Escape from Monkey Island continues LucasArts's tradition of well-crafted, tightly-designed adventure games. LucasArts, more than any other company, is the inheritor of Infocom's mantle as an adventure game company you can trust.

One of the great innovations LucasArts introduced from the beginning was their no-death always-winnable policy. At the time LucasArts got into the adventure game business, it was easy to die in adventure games. Some games killed you off as soon as you stepped foot in the wrong room. It was also easy to close off a game through your actions, leaving you with no way to win. In LucasArts games, no action you took could kill you* or render the game unwinnable, which freed you to experiment with reckless abandon.

This is true in EMI as well. If you lose an item you need to win, you can get another. You say you let the incandescent fish steal your bait? Go get more. The chef removed the paint brush from the sushi boat mechanism before you could solve that puzzle? He leaves the paint brush for you, giving you the chance to try again.
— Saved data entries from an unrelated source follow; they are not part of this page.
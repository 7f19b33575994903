//! JSON-RPC 2.0 wire types.
//!
//! Hive nodes speak plain JSON-RPC 2.0 over HTTP POST. Methods are either
//! namespaced (`condenser_api.get_dynamic_global_properties`) or the legacy
//! `call` form with the API name as the first parameter.

use serde::{Deserialize, Serialize};
use serde_json::Value;

use crate::error::RpcError;

/// JSON-RPC request ID — string, number, or null.
#[derive(Debug, Clone, PartialEq, Serialize, Deserialize)]
#[serde(untagged)]
pub enum RpcId {
    Number(u64),
    String(String),
    Null,
}

impl std::fmt::Display for RpcId {
    fn fmt(&self, f: &mut std::fmt::Formatter<'_>) -> std::fmt::Result {
        match self {
            Self::Number(n) => write!(f, "{n}"),
            Self::String(s) => write!(f, "{s}"),
            Self::Null => write!(f, "null"),
        }
    }
}

/// A JSON-RPC 2.0 request.
#[derive(Debug, Clone, Serialize, Deserialize)]
pub struct JsonRpcRequest {
    pub jsonrpc: String,
    pub method: String,
    pub params: Value,
    pub id: RpcId,
}

impl JsonRpcRequest {
    /// Create a new JSON-RPC 2.0 request.
    pub fn new(id: u64, method: impl Into<String>, params: Value) -> Self {
        Self {
            jsonrpc: "2.0".into(),
            method: method.into(),
            params,
            id: RpcId::Number(id),
        }
    }
}

/// A JSON-RPC 2.0 error object returned by the node.
#[derive(Debug, Clone, Serialize, Deserialize)]
pub struct JsonRpcError {
    pub code: i64,
    pub message: String,
    #[serde(skip_serializing_if = "Option::is_none")]
    pub data: Option<Value>,
}

impl std::fmt::Display for JsonRpcError {
    fn fmt(&self, f: &mut std::fmt::Formatter<'_>) -> std::fmt::Result {
        write!(f, "JSON-RPC error {}: {}", self.code, self.message)
    }
}

/// A JSON-RPC 2.0 response.
#[derive(Debug, Clone, Serialize, Deserialize)]
pub struct JsonRpcResponse {
    pub jsonrpc: String,
    pub id: RpcId,
    #[serde(skip_serializing_if = "Option::is_none")]
    pub result: Option<Value>,
    #[serde(skip_serializing_if = "Option::is_none")]
    pub error: Option<JsonRpcError>,
}

impl JsonRpcResponse {
    /// Returns `true` if this is a successful response (has result, no error).
    pub fn is_ok(&self) -> bool {
        self.error.is_none() && self.result.is_some()
    }

    /// Unwrap the result value, converting a node-side error object.
    ///
    /// A `database lock` message from hived is mapped to a code-bearing
    /// network error so the fetch driver can fail over on it.
    pub fn into_result(self) -> Result<Value, RpcError> {
        match self.error {
            Some(err) if err.message.contains("database lock") => Err(RpcError::Network {
                code: "database lock".into(),
                message: err.message,
            }),
            Some(err) => Err(RpcError::Other(err.to_string())),
            None => Ok(self.result.unwrap_or(Value::Null)),
        }
    }
}
//! Closed set of numeric kinds accepted by the scaling routines.

mod sealed {
    pub trait Sealed {}
}

/// Primitive numeric types that can be scaled and rendered.
///
/// Implemented for every primitive integer and float type and nothing
/// else; the trait is sealed so the set stays closed. Conversion to
/// `f64` is how a value enters the shared scaling path, so very large
/// 64-bit integers lose precision past 2^53 — acceptable for display
/// output.
pub trait Scalable: sealed::Sealed + Copy {
    fn to_f64(self) -> f64;
}

macro_rules! impl_scalable {
    ($($ty:ty),* $(,)?) => {
        $(
            impl sealed::Sealed for $ty {}

            impl Scalable for $ty {
                #[inline]
                fn to_f64(self) -> f64 {
                    self as f64
                }
            }
        )*
    };
}

impl_scalable!(i8, i16, i32, i64, isize, u8, u16, u32, u64, usize, f32, f64);
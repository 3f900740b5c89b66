//! Thin wrappers over the standard conversion and escaping routines.
//!
//! These exist so callers assembling a buffer never have to leave the
//! push-style API; there is no formatting logic of our own here.

use std::fmt::Write;

/// Append `value` in decimal.
pub fn push_int<T: Into<i64>>(out: &mut String, value: T) {
    let _ = write!(out, "{}", value.into());
}

/// Append `value` in decimal.
pub fn push_uint<T: Into<u64>>(out: &mut String, value: T) {
    let _ = write!(out, "{}", value.into());
}

/// Append `value` as a double-quoted string literal with escapes.
pub fn push_quoted(out: &mut String, value: &str) {
    let _ = write!(out, "{value:?}");
}

#[cfg(test)]
mod tests {
    use super::*;

    #[test]
    fn test_push_int() {
        let mut out = String::new();
        push_int(&mut out, -42i32);
        push_int(&mut out, 7i8);
        assert_eq!(out, "-427");
    }

    #[test]
    fn test_push_uint() {
        let mut out = String::new();
        push_uint(&mut out, u64::MAX);
        assert_eq!(out, "18446744073709551615");
    }

    #[test]
    fn test_push_quoted() {
        let mut out = String::new();
        push_quoted(&mut out, "a \"b\"\n");
        assert_eq!(out, r#""a \"b\"\n""#);
    }
}
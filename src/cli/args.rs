use clap::{Parser, Subcommand};
use std::path::PathBuf;

#[derive(Parser)]
#[command(name = "humanfmt")]
#[command(about = "Format numbers and byte counts for human eyes")]
#[command(version)]
pub struct Args {
    #[command(subcommand)]
    pub command: Command,
}

#[derive(Subcommand)]
pub enum Command {
    /// Format a cardinal count ("1.50 thousand")
    Count(ValueArgs),
    /// Format a byte size ("1.50 kilobyte")
    Size(ValueArgs),
    /// Format value/total as a percentage
    Percent(RatioArgs),
    /// Format bytes/seconds as a transfer rate
    Rate(RatioArgs),
    /// Classify a file as text or binary
    Sniff(SniffArgs),
}

#[derive(clap::Args)]
pub struct ValueArgs {
    /// Value to format
    #[arg(allow_negative_numbers = true)]
    pub value: f64,
}

#[derive(clap::Args)]
pub struct RatioArgs {
    /// Numerator
    #[arg(allow_negative_numbers = true)]
    pub value: f64,

    /// Denominator (0 yields a zero ratio)
    #[arg(allow_negative_numbers = true)]
    pub total: f64,
}

#[derive(clap::Args)]
pub struct SniffArgs {
    /// File to classify
    pub path: PathBuf,

    /// Disable colored output
    #[arg(long)]
    pub no_color: bool,
}
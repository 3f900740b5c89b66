//! Human-readable rendering of counts, byte sizes, rates, and percentages,
//! plus a text-vs-binary classifier for byte content.
//!
//! All formatting routines append to a caller-supplied `String` so output
//! can be assembled without intermediate allocations:
//!
//! ```rust
//! use humanfmt::{push_size, Ratio};
//!
//! let mut out = String::from("downloaded ");
//! push_size(&mut out, 1500u64);
//! assert_eq!(out, "downloaded 1.50 kilobyte");
//!
//! let mut pct = String::new();
//! Ratio::new(50, 200).push_percent(&mut pct);
//! assert_eq!(pct, "25.00%");
//! ```
//!
//! Every operation is pure and synchronous: no shared state, no I/O, no
//! error paths. Any numeric input is accepted, and the classifier treats
//! malformed input as a classification result rather than a failure.

pub mod format;
pub mod sniff;

pub use format::{
    push_cardinal, push_int, push_quoted, push_size, push_uint, Ratio, Scalable,
};
pub use sniff::is_text;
Such an approach invites the experimentation required to solve EMI's puzzles.

The game's puzzles are logical, though they do not adhere to real-world logic. As I have said before, puzzle logic does not have to be the logic of real life, as long as the puzzle logic is self-consistent and sufficiently explained within the confines of the game world.

A good example of this is how you get Pegnose Pete to come out of his hideout: with a duck. On the face of it, this is a goofy solution, one which you should not be expected to come up with on your own. However, if you've talked to people on Lucre Island about Pegnose Pete you'll find that local legend holds that Pete's nose was nibbled off by a duck. And what do you know, there's a duck in front of the Bait Shoppe which you can take. The logic is clearly explained within the game.

Another good example is the time paradox puzzle in the Mystes O' Tyme Marshe. When you meet yourself for the second time, you have to reproduce all of the actions that the then-future you performed. All of the information you need is presented to you the first time you meet yourself, and you even can try over and over until you get it right.

Several puzzles require lateral thinking: you must look at things in a different light and see connections which are not instantly obvious. One such puzzle is how you get into the bank. Outside the bank there is a manhole; three names are written on the manhole cover. If you talk to Deadeye Dave, owner of the Palace of Prostheses, he will trade you an experimental prosthesis if you fill in the blanks of a story. The blanks he wants you to fill in are the names of the participants. If you give him the names from the manhole cover, he gives you prosthetic skin which you can stretch across the open manhole and use as a trampoline to get into the bank. The names on the manhole cover are meant to remind you of Dave's stories; the fact that you got the names from the manhole cover are meant to suggest that you need to use the skin Dave gives you with the manhole.

Navigating through the Mystes O' Tyme Marshe is another. The directions you're given involve times, so you have to use the chess-player's clock to navigate through the marshe.

*Yes, I know. You can kill Guybrush in The Secret of Monkey Island. But you have to really, really want to see him dead.